FindFungi v0.23 was built using the following:
tar -xvfz Kraken_*.tar.gz
mv Kraken_* Kraken_DB_Directory/
Download the dataset ERR675624 from the European Nucleotide Archive database. This dataset contains fungal reads.
wget ftp://ftp.sra.ebi.ac.uk/vol1/fastq/ERR675/ERR675624/ERR675624_1.fastq.gz
wget ftp://ftp.sra.ebi.ac.uk/vol1/fastq/ERR675/ERR675624/ERR675624_2.fastq.gz
Gunzip these files and concatenate them, as we have no need to read pair information.
gunzip ERR675624_*.fastq.gz
cat ERR675624_*.fastq > ERR675624_both-pairs.fastq
Execute the FindFungi pipeline on this FASTQ file. We use nohup here to allow the pipeline to run in the background.
nohup ./FindFungi-0.23.sh /path/to/ERR675624_both-pairs.fastq ERR675624
The first command line argument (/path/to/ERR675624_both-pairs.fastq) points to your FASTQ file. The second (ERR675624) is the name FindFungi will use for this dataset. This name should be informative.
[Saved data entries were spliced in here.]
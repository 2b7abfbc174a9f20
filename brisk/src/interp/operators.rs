//! Binary and unary operator semantics
//!
//! Operands are promoted before dispatch:
//! 1. `&&`, `||`, `==`, `!=` turn Int operands into Bool (non-zero is true),
//!    except `==`/`!=` between two Ints.
//! 2. Arithmetic and comparison operators (`==`/`!=` included) turn Bool
//!    operands into Int (true is 1).
//!
//! After promotion the operand types must match, except for `==`/`!=`,
//! which are total: values of different types are simply unequal.

use super::error::{InterpResult, RuntimeError};
use super::value::Value;
use crate::ast::{BinOp, UnOp};

fn int_to_bool(value: Value) -> Value {
    match value {
        Value::Int(n) => Value::Bool(n != 0),
        other => other,
    }
}

fn bool_to_int(value: Value) -> Value {
    match value {
        Value::Bool(b) => Value::Int(i64::from(b)),
        other => other,
    }
}

fn promote(op: BinOp, left: Value, right: Value) -> (Value, Value) {
    let (mut left, mut right) = (left, right);
    if op.is_logical() || op.is_equality() {
        let both_int = matches!((&left, &right), (Value::Int(_), Value::Int(_)));
        if !(op.is_equality() && both_int) {
            left = int_to_bool(left);
            right = int_to_bool(right);
        }
    }
    if op.is_numeric() {
        left = bool_to_int(left);
        right = bool_to_int(right);
    }
    (left, right)
}

/// Integer division rounding toward negative infinity
pub fn floor_div(a: i64, b: i64) -> i64 {
    let q = a.wrapping_div(b);
    if a.wrapping_rem(b) != 0 && ((a < 0) != (b < 0)) {
        q - 1
    } else {
        q
    }
}

/// Evaluate binary operation
pub fn eval_binary(op: BinOp, left: Value, right: Value) -> InterpResult<Value> {
    let (left, right) = promote(op, left, right);

    if !op.is_equality() && std::mem::discriminant(&left) != std::mem::discriminant(&right) {
        return Err(RuntimeError::incompatible_types(
            op,
            left.type_name(),
            right.type_name(),
        ));
    }

    match (&left, &right) {
        (Value::Int(a), Value::Int(b)) => eval_int(op, *a, *b),
        (Value::Str(a), Value::Str(b)) if op == BinOp::Add => {
            Ok(Value::Str(format!("{a}{b}").into()))
        }
        (Value::Bool(a), Value::Bool(b)) if op.is_logical() => Ok(Value::Bool(match op {
            BinOp::And => *a && *b,
            _ => *a || *b,
        })),
        _ => match op {
            BinOp::Eq => Ok(Value::Bool(left == right)),
            BinOp::Ne => Ok(Value::Bool(left != right)),
            _ => Err(RuntimeError::unsupported_operator(op, left.type_name())),
        },
    }
}

fn eval_int(op: BinOp, a: i64, b: i64) -> InterpResult<Value> {
    let value = match op {
        BinOp::Add => Value::Int(a.wrapping_add(b)),
        BinOp::Sub => Value::Int(a.wrapping_sub(b)),
        BinOp::Mul => Value::Int(a.wrapping_mul(b)),
        BinOp::Div => {
            if b == 0 {
                return Err(RuntimeError::division_by_zero());
            }
            Value::Int(floor_div(a, b))
        }
        BinOp::Eq => Value::Bool(a == b),
        BinOp::Ne => Value::Bool(a != b),
        BinOp::Lt => Value::Bool(a < b),
        BinOp::Gt => Value::Bool(a > b),
        BinOp::Le => Value::Bool(a <= b),
        BinOp::Ge => Value::Bool(a >= b),
        BinOp::And | BinOp::Or => return Err(RuntimeError::unsupported_operator(op, "int")),
    };
    Ok(value)
}

/// Evaluate unary operation
pub fn eval_unary(op: UnOp, val: Value) -> InterpResult<Value> {
    match op {
        UnOp::Neg => match bool_to_int(val) {
            Value::Int(n) => Ok(Value::Int(n.wrapping_neg())),
            other => Err(RuntimeError::unsupported_operator(op, other.type_name())),
        },
        UnOp::Not => match int_to_bool(val) {
            Value::Bool(b) => Ok(Value::Bool(!b)),
            other => Err(RuntimeError::unsupported_operator(op, other.type_name())),
        },
    }
}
The .csv results should show the following:
#Taxon name,Taxid,Reads mapping to taxid,Reads mapping to children taxids,Pearson skewness score,Percent of pseudo-chromosomes with read hits
Candida sp. LDI48194,1759314,671,0,0.524623062587,100.0
Malassezia restricta,76775,378,0,0.496034792692,100.0
Candida tropicalis MYA-3404,294747,265,0,-0.265788716977,100.0
Dr Ali Snedden has kindly created a SLURM implementation of the pipeline: https://github.com/astrophys/FindFungi_adapted_for_slurm.
Please use this version if you intend to use FindFungi on a single Unix machine: https://github.com/GiantSpaceRobot/FindFungi_SingleServerVersion
This project is licensed under the MIT License.